In his personal diaries Joseph Smith, the Mormon prophet, emerges as a believable and human religious leader, willing to allow both descendants and followers a complete look at his innovative beliefs and complex personality. "I enjoyed myself by my own fireside with many friends around me," he recalled of a quiet moment at home. "I drank a glass of beer at Moisser's," he dictated with equal frankness. An enthusiast for winter activities, Smith would often close his office whenever it snowed to go sledding with his son Frederick or to take his wife Emma sleighing.
Occasionally short-tempered, Smith once told detractors to "hide their heads in a hollow pumpkin and never take it out." He could lose patience with people who left meetings before the benediction and with young men who sneaked onto the women's side of the congregation. People asked him why he used "such flat and vulgar expressions," but on occasion he could transcend his frontier parlance and speak in eloquent metaphor, such as when he described the resurrection: "It is pleasing for friends to lie down together locked in the arms of love, to sleep, and [awake] locked in each others' embrace [to] renew their conversation."

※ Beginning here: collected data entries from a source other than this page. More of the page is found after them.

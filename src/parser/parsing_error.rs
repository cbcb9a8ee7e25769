//! Errors raised while reading a tree, located by byte offset.

use crate::parser::byte_parser::ByteParser;
use crate::parser::byte_source::ByteSource;

/// Number of upcoming bytes quoted in an error message.
const CONTEXT_LENGTH: usize = 50;

// =#========================================================================#=
// PARSING ERROR TYPE
// =#========================================================================€=
/// What went wrong while reading a tree.
#[derive(PartialEq, Debug, Clone, thiserror::Error)]
pub enum ParsingErrorType {
    #[error("cannot read input: {0}")]
    IoError(String),
    #[error("input ended in the middle of a tree")]
    UnexpectedEOF,
    #[error("comment opened with '[' is never closed")]
    UnclosedComment,
    #[error("label opened with a single quote is never closed")]
    UnclosedQuote,
    #[error("malformed Newick: {0}")]
    InvalidNewickString(String),
}

// =#========================================================================#=
// PARSING ERROR
// =#========================================================================$=
/// A [ParsingErrorType] together with where it happened and the input that
/// follows, e.g.
/// ```text
/// malformed Newick: Expected ')' at a ',' or the end of a clade but found ';' at position 8
///   followed by: ;
/// ```
#[derive(Debug, thiserror::Error)]
#[error("{kind} at position {position}{}", context_note(.context))]
pub struct ParsingError {
    #[source]
    kind: ParsingErrorType,
    position: usize,
    context: String,
}

fn context_note(context: &str) -> String {
    if context.is_empty() {
        String::new()
    } else {
        format!("\n  followed by: {}", context)
    }
}

impl ParsingError {
    /// Error of the given kind at the current position of `parser`.
    pub fn from_parser<S: ByteSource>(kind: ParsingErrorType, parser: &ByteParser<S>) -> Self {
        ParsingError {
            kind,
            position: parser.position(),
            context: parser.get_context_as_string(CONTEXT_LENGTH),
        }
    }

    pub fn unexpected_eof<S: ByteSource>(parser: &ByteParser<S>) -> Self {
        Self::from_parser(ParsingErrorType::UnexpectedEOF, parser)
    }

    pub fn unclosed_comment<S: ByteSource>(parser: &ByteParser<S>) -> Self {
        Self::from_parser(ParsingErrorType::UnclosedComment, parser)
    }

    pub fn unclosed_quote<S: ByteSource>(parser: &ByteParser<S>) -> Self {
        Self::from_parser(ParsingErrorType::UnclosedQuote, parser)
    }

    pub fn invalid_newick_string<S: ByteSource>(parser: &ByteParser<S>, msg: String) -> Self {
        Self::from_parser(ParsingErrorType::InvalidNewickString(msg), parser)
    }

    pub fn kind(&self) -> &ParsingErrorType {
        &self.kind
    }

    /// Byte offset into the input.
    pub fn position(&self) -> usize {
        self.position
    }
}

impl From<std::io::Error> for ParsingError {
    fn from(err: std::io::Error) -> Self {
        ParsingError {
            kind: ParsingErrorType::IoError(err.to_string()),
            position: 0,
            context: String::new(),
        }
    }
}
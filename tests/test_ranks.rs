use std::path::Path;
use tree2tax::Tree2TaxError;
use tree2tax::newick::{parse_file, parse_str};
use tree2tax::ranks::{DEFAULT_RANK_PREFIXES, DEFAULT_THRESHOLDS, RankedTaxonomyBuilder};

const NESTED: &str = "((((A:0.01,B:0.01)'g__c':0.01,C:1)'f__b':0.01,D:2)'o__a':0.01,E:3)root;";

#[test]
fn test_defaults() {
    assert_eq!(DEFAULT_RANK_PREFIXES.len(), DEFAULT_THRESHOLDS.len());
    assert!(DEFAULT_THRESHOLDS.windows(2).all(|w| w[0] > w[1]));
}

#[test]
fn test_fixture_taxonomy() {
    let path = Path::new("tests").join("fixtures").join("halobacteria.tree");
    let tree = parse_file(&path).unwrap();
    let taxonomy = RankedTaxonomyBuilder::new()
        .with_prefixes(&["o", "f", "g", "s"])
        .with_thresholds(&[1.0, 0.3, 0.1, 0.01])
        .build(&tree)
        .unwrap();

    assert_eq!(taxonomy.tips().len(), 8);
    assert_eq!(taxonomy.prefixes(), &["o", "f", "g", "s"]);
    assert_eq!(
        taxonomy.get("Hfx_volcanii").unwrap().taxonomy,
        "o__Root; f__fHaloferacaceae; g__gHaloferax; s__gHaloferax.1"
    );
    assert_eq!(
        taxonomy.get("Hfx_mediterranei").unwrap().taxonomy,
        "o__Root; f__fHaloferacaceae; g__gHaloferax; s__gHaloferax.2"
    );
    assert_eq!(
        taxonomy.get("Hah_hispanica").unwrap().labels,
        vec!["Root", "fHalobacteriaceae", "gHaloarcula", "gHaloarcula.2"]
    );
}

#[test]
fn test_coarse_first_thresholds() {
    let tree = parse_str(NESTED).unwrap();
    let coarse_first = RankedTaxonomyBuilder::new()
        .with_prefixes(&["k", "g"])
        .with_thresholds(&[10.0, 0.1])
        .build(&tree)
        .unwrap();
    assert_eq!(coarse_first.get("A").unwrap().taxonomy, "k__Root; g__gc");
    assert_eq!(coarse_first.get("C").unwrap().taxonomy, "k__Root; g__fb");
    assert_eq!(coarse_first.get("D").unwrap().taxonomy, "k__Root; g__oa");
    assert_eq!(coarse_first.get("E").unwrap().taxonomy, "k__Root; g__Root");
}

#[test]
fn test_fine_first_thresholds_rejected() {
    let tree = parse_str("((A:0.01,B:0.01)'g__Halo':0.5,C:0.5)root;").unwrap();
    for intermediate in [false, true] {
        let result = RankedTaxonomyBuilder::new()
            .with_prefixes(&["k", "g"])
            .with_thresholds(&[0.1, 1.5])
            .with_intermediate_taxonomy(intermediate)
            .build(&tree);
        assert!(matches!(result, Err(Tree2TaxError::InvalidThreshold(t)) if t == 1.5));
    }
}

#[test]
fn test_equal_thresholds_share_clusters() {
    let tree = parse_str("((A:0.01,B:0.01)'g__Halo':0.5,C:0.5)root;").unwrap();
    let taxonomy = RankedTaxonomyBuilder::new()
        .with_prefixes(&["k", "g"])
        .with_thresholds(&[0.1, 0.1])
        .with_intermediate_taxonomy(true)
        .build(&tree)
        .unwrap();
    assert_eq!(taxonomy.get("A").unwrap().labels, taxonomy.get("B").unwrap().labels);
    assert_eq!(taxonomy.get("A").unwrap().labels[0], "gHalo");
}

#[test]
fn test_intermediate_taxonomy() {
    let tree = parse_str(NESTED).unwrap();
    let taxonomy = RankedTaxonomyBuilder::new()
        .with_prefixes(&["k", "g"])
        .with_thresholds(&[10.0, 0.1])
        .with_intermediate_taxonomy(true)
        .build(&tree)
        .unwrap();
    assert_eq!(taxonomy.get("A").unwrap().taxonomy, "k__Root; g__oa.fb.gc");
    assert_eq!(taxonomy.get("B").unwrap().taxonomy, "k__Root; g__oa.fb.gc");
    assert_eq!(taxonomy.get("C").unwrap().taxonomy, "k__Root; g__oa.fb");
    assert_eq!(taxonomy.get("E").unwrap().taxonomy, "k__Root; g__Root");
}

#[test]
fn test_rank_count_mismatch() {
    let tree = parse_str(NESTED).unwrap();
    let result = RankedTaxonomyBuilder::new()
        .with_thresholds(&[1.0, 0.5])
        .build(&tree);
    assert!(matches!(
        result,
        Err(Tree2TaxError::InvalidRankCount { ranks: 7, thresholds: 2 })
    ));
}

#[test]
fn test_default_ranks_cover_every_tip() {
    let tree = parse_str(NESTED).unwrap();
    let taxonomy = RankedTaxonomyBuilder::new().build(&tree).unwrap();
    assert_eq!(taxonomy.tips().len(), 5);
    for tip in taxonomy.tips() {
        assert_eq!(tip.labels.len(), 7);
        assert!(tip.taxonomy.starts_with("k__"));
        assert_eq!(tip.taxonomy.matches("; ").count(), 6);
    }
}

Throughout these diaries significant events are recorded, such as the first ritualistic washings, perfumings, anointings, and washing of feet; early sealings and polygamous marriages (often recorded in shorthand); meetings of the Council of Fifty; and other important episodes in the history of the development of the Restoration church.
Published for the first time in their entirety, the personal diaries of Mormon founder Joseph Smith (1805-44) provide an unequaled view of this controversial American religious leader. Previous compilations of carefully selected and sometimes rewritten passages of Smith's diaries and journals do not capture the intensity of the present, unexpurgated edition.